Trotzdem bleibt bei der Arbeitnehmervertretung ein ungutes Gefühl, dass sich aus zwei Problemstellungen ergibt. Die dazu notwendige Einrichtung von weiteren Schnittstellen nämlich erhöht die Zugriffsmöglichkeiten und damit auch die Gefahr unerlaubter Zugriffe. Außerdem gibt es beinahe völlig gegensätzliche Sichtweisen zum Thema Datenschutz in den europäischen und den US-amerikanischen Rechtssystemen.

... durch schwer absehbare Folgen

Nach Verständnis des Gesamt- und Konzernbetriebsrats haben in den USA entsprechende Behörden mehr oder minder freien Datenzugang.
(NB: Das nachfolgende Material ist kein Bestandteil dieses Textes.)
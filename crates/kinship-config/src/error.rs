//! Configuration error types.

use thiserror::Error;

/// Errors raised while loading or validating configuration.
#[derive(Debug, Error)]
pub enum ConfigError {
    /// A config file could not be read.
    #[error("failed to read config file {path}: {source}")]
    ReadError {
        /// Path of the file.
        path: String,
        /// Underlying I/O error.
        #[source]
        source: std::io::Error,
    },

    /// A config file (or the merged tree) is not valid TOML for [`Config`](crate::Config).
    #[error("failed to parse config {path}: {source}")]
    ParseError {
        /// Path of the file, or a `<...>` label for synthetic sources.
        path: String,
        /// Underlying TOML error.
        #[source]
        source: toml::de::Error,
    },

    /// An environment override could not be parsed.
    #[error("invalid value for {var}: {value:?}")]
    EnvError {
        /// Variable name.
        var: String,
        /// Raw value.
        value: String,
    },

    /// A value is outside its accepted range.
    #[error("invalid config value for {field}: {message}")]
    ValidationError {
        /// Dotted field path.
        field: String,
        /// What is wrong with it.
        message: String,
    },
}

/// Result type for configuration operations.
pub type ConfigResult<T> = Result<T, ConfigError>;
Im Lichte der transatlantischen Diskussionen in den letzten Jahren (biometrische Ausweise, Datenübertragung für Reisende, aktuell die Einsicht in Bankdaten) wird hier der amerikanischen Sichtweise Vorschub geleistet - mit im Einzelfall nicht absehbaren Folgen für die Mitarbeiter. Darüber hinaus ist aus Sicht der Beschäftigten nicht zu verstehen, dass nicht die Siemens-interne SIS den Zuschlag für diesen Auftrag erhalten hat.

Mindestkontrolle erreicht

Die Arbeitnehmervertretung kann aufgrund der gegenwärtigen Gesetzeslage die Einführung des neuen Verfahrens trotz ihrer Bedenken nicht verhindern. Der zuständige Ausschuss für Datenverarbeitung hat daher durch seine Verhandlungen erstens zumindest die technisch-organisatorischen Maßnahmen überprüft, die gemäß des Safe-Harbour-Prinzips den Datenschutz sicherstellen sollen. Zweitens konnte er erreichen, dass einerseits die Auswertemöglichkeiten begrenzt werden, andererseits Betriebsräte die notwendigen Auswertungsmöglichkeiten zum Schutz der Beschäftigten mindestens im bisherigen Umfang erhalten.
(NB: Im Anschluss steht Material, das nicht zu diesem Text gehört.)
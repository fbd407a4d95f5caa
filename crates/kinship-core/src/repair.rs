//! Corrective writes driven by an [`AuditReport`].
//!
//! Every removal is re-checked against the store before it is queued, so a
//! caller-supplied report that has gone stale cannot delete a reference to
//! a record written since. Writes go out in bounded pipelines; the net
//! result does not depend on the batch size.

use std::collections::BTreeSet;

use kinship_config::RepairConfig;
use kinship_telemetry::RunContext;
use serde::{Deserialize, Serialize};
use tracing::{Instrument, debug, info, warn};

use crate::audit::{AuditEngine, AuditOptions, AuditStatus, Finding};
use crate::error::KinshipResult;
use crate::model::{CollectionKind, IndexDecl, ModelDescriptor};
use crate::participation::queue_removal;
use crate::report::{AuditReport, IndexAudit, IndexKind};
use crate::repository::Repository;
use crate::score::timestamp_score;

/// Repair tuning.
#[derive(Debug, Clone, Copy, PartialEq, Eq)]
pub struct RepairOptions {
    /// Commands per pipeline.
    pub batch_size: usize,
    /// Stale entries above which a global index is rebuilt instead of
    /// patched.
    pub rebuild_threshold: usize,
    /// Rebuild every global index regardless of drift.
    pub force_rebuild: bool,
}

impl From<&RepairConfig> for RepairOptions {
    fn from(config: &RepairConfig) -> Self {
        Self {
            batch_size: config.batch_size,
            rebuild_threshold: config.rebuild_threshold,
            force_rebuild: config.force_rebuild,
        }
    }
}

impl Default for RepairOptions {
    fn default() -> Self {
        Self::from(&RepairConfig::default())
    }
}

/// Timeline corrections.
#[derive(Debug, Clone, Default, PartialEq, Eq, Serialize, Deserialize)]
pub struct InstancesRepair {
    /// Phantom entries removed.
    pub phantoms_removed: usize,
    /// Missing entries added.
    pub missing_added: usize,
}

/// One index's corrections.
#[derive(Debug, Clone, PartialEq, Eq, Serialize, Deserialize)]
pub struct IndexRepair {
    /// Index name.
    pub name: String,
    /// Unique or multi.
    pub kind: IndexKind,
    /// Whether the index was rebuilt from scratch.
    pub rebuilt: bool,
    /// Entries removed incrementally.
    pub entries_removed: usize,
    /// Entries added incrementally.
    pub entries_added: usize,
}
Unter dieser Bedingung hat der Konzernbetriebsrat der Vereinbarung zugestimmt. Das mulmige Gefühl, ja das Gefühl einer gewissen Ausgeliefertheit, bleibt jedoch - und mit ihm der Ärger auf ein Unternehmen und dessen Verantwortliche, denen dies egal ist. Ändern jedoch wird man diesen unbefriedigenden Zustand nur dann können, wenn aus der gesellschaftlichen Diskussion in Zukunft auch Gesetzgebung und Rechtsprechung folgen, die dem Schutz der Daten im Sinne der Mitarbeiter die erforderliche Priorität vor den Geschäftsinteressen geben.